Peter coxhead, you said: I do find Đổi Mới difficult to read in the font face and size that I use when looking at Wikipedia, and it wasn't initially obvious to me that Doi Moi was the "base form". That seems to be an argument for you making some font adjustments (or for WP doing so at the CSS level, if you're using the default fonts in whatever browser and OS you have, and they're poor at rendering Vietnamese). Under Mac OS X in Firefox and in Chrome and Safari (and in both sansserif, as you wrote, and serif, as quoted in {{tq}}), it's trivially easy to make out the "Doi Moi" in Đổi Mới; I only have to slow down parsing for the hundredth-of-a-second or whatever it takes to me recognize that as probably Vietnamese, even less than the amount of time it takes me to mentally flag "Andrés" as probably Spanish not French or Italian, since the more complex nature of the Vietnamese diacritics actually helps identify them. I would have to slow down more to actually sound out the Vietnamese name in my head, but that's only because I personally have only passing understanding of Vietnamese diacritics, while I know Spanish and am reasonably personally familiar with both French and Italian at the introductory level. For the 1mil+ Vietnamese-speaking Americans, the exact opposite would be the case - they'd recognize and know how to pronounce Đổi Mới without even consciously thinking about it, but many might be quite confused about how to pronounce "Andrés", and would not be likely to immediately recognize it as Spanish vs. something else, unless they individually also happened to be familiar with Spanish.

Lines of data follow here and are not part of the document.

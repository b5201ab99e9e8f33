use std::path::Path;

use anyhow::Context;
use anyhow::Result;
use anyhow::anyhow;
use anyhow::bail;
use clap::Parser;
use clap::ValueEnum;
use oj_core::client::ApiError;
use oj_core::client::JudgeClient;
use oj_core::config::Config;
use oj_core::config::load_session;
use oj_core::navigation::Notice;
use serde_json::Value;

use crate::print_json;

#[derive(Debug, Parser)]
pub struct ApiCli {
    #[arg(value_enum, value_name = "METHOD")]
    method: ApiMethod,

    /// Request path relative to the configured base URL, e.g. `/api/problems`.
    #[arg(value_name = "PATH")]
    path: String,

    /// Query parameter as `KEY=VALUE`; may be repeated.
    #[arg(long = "query", value_name = "KEY=VALUE", value_parser = parse_pair)]
    query: Vec<(String, String)>,

    /// JSON request body for `post` and `put`.
    #[arg(long = "body", value_name = "JSON")]
    body: Option<String>,
}

#[derive(Debug, Clone, Copy, ValueEnum)]
pub enum ApiMethod {
    Get,
    Post,
    Put,
    Delete,
}

pub async fn run(cli: ApiCli, home: &Path) -> Result<()> {
    let config = Config::load(home)?;
    let session = load_session(home).context("failed to load stored session")?;
    let client = JudgeClient::new(&config.client, session)?;

    let body = match cli.body.as_deref() {
        Some(text) => serde_json::from_str(text).context("--body must be valid JSON")?,
        None => Value::Object(serde_json::Map::new()),
    };
    let query: Vec<(&str, &str)> = cli
        .query
        .iter()
        .map(|(key, value)| (key.as_str(), value.as_str()))
        .collect();

    let result = match cli.method {
        ApiMethod::Get => client.get(&cli.path, &query).await,
        ApiMethod::Post => client.post(&cli.path, &body).await,
        ApiMethod::Put => client.put(&cli.path, &body).await,
        ApiMethod::Delete => client.delete(&cli.path).await,
    };

    match result {
        Ok(envelope) => print_json(envelope),
        Err(ApiError::Unauthorized(message)) => {
            eprintln!("{}", Notice::SignInRequired);
            bail!("session cleared: {message}")
        }
        Err(err) => Err(anyhow!(err)),
    }
}

fn parse_pair(value: &str) -> Result<(String, String), String> {
    match value.split_once('=') {
        Some((key, val)) if !key.is_empty() => Ok((key.to_string(), val.to_string())),
        _ => Err(format!("expected KEY=VALUE, got '{value}'")),
    }
}
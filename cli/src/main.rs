use std::path::PathBuf;

use anyhow::Context;
use anyhow::Result;
use clap::Parser;
use clap::Subcommand;
use oj_cli::api_cmd;
use oj_cli::api_cmd::ApiCli;
use oj_cli::navigate_cmd;
use oj_cli::navigate_cmd::NavigateCli;
use oj_cli::resolve_cmd;
use oj_cli::resolve_cmd::ResolveCli;
use oj_cli::routes_cmd;
use oj_cli::session_cmd;
use oj_cli::session_cmd::SessionCli;
use oj_core::config::find_oj_home;
use tracing::debug;
use tracing_subscriber::EnvFilter;

/// Online judge client: route access checks, navigation and session tools.
#[derive(Debug, Parser)]
#[command(name = "oj", version)]
struct Cli {
    /// Directory holding `config.toml` and the persisted session.
    #[arg(long = "home", value_name = "DIR", env = "OJ_HOME", global = true)]
    home: Option<PathBuf>,

    #[command(subcommand)]
    command: Command,
}

#[derive(Debug, Subcommand)]
enum Command {
    /// Evaluate the access rules for one navigation without changing state.
    Resolve(ResolveCli),
    /// Navigate with the stored session, following every redirect.
    Navigate(NavigateCli),
    /// Inspect or change the stored session.
    Session(SessionCli),
    /// Print the active route table.
    Routes,
    /// Send a single request to the judge backend.
    Api(ApiCli),
}

fn init_tracing() {
    let _ = tracing_subscriber::fmt()
        .with_env_filter(EnvFilter::from_default_env())
        .with_writer(std::io::stderr)
        .try_init();
}

fn main() -> Result<()> {
    init_tracing();
    let cli = Cli::parse();
    let home = match cli.home {
        Some(home) => home,
        None => find_oj_home().context("failed to resolve OJ_HOME")?,
    };
    debug!(home = %home.display(), "using oj home");

    match cli.command {
        Command::Resolve(args) => resolve_cmd::run(args, &home),
        Command::Navigate(args) => navigate_cmd::run(args, &home),
        Command::Session(args) => session_cmd::run(args, &home),
        Command::Routes => routes_cmd::run(&home),
        Command::Api(args) => {
            let runtime = tokio::runtime::Runtime::new().context("failed to start runtime")?;
            runtime.block_on(api_cmd::run(args, &home))
        }
    }
}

There isn't anything intrinsically more difficult about "ổ" or "ớ" vs. "ó" or "ö"; they're just symbols. I'm unaware of any research anywhere suggesting that multi-stroke characters like "x" and "M" are notably more difficult for children (or adult illiterates) to learn than single-stroke ones like "l" and "O". Similarly, some Chinese characters are very simple while some have many more lines in them, but native and secondary students of Chinese don't seem to have their heads explode upon contact with more visually complex ones; once they know them, they know them, even if it takes more practice to write them correctly. More importantly we know that children learn to read and write English and Chinese at about the same rate, despite the greatly increased detail complexity of Chinese vs. English script. I.e., complexity of individual characters (including any diacritics they may have) is demonstrably a red herring. Besides, "ö" actually is a character with multiple diacritic marks, just like the two Vietnamese ones, so we'd have to ban the umlaut, too.  — SMcCandlish ¢ ≽ʌⱷ҅ʌ≼  04:05, 22 June 2014 (UTC)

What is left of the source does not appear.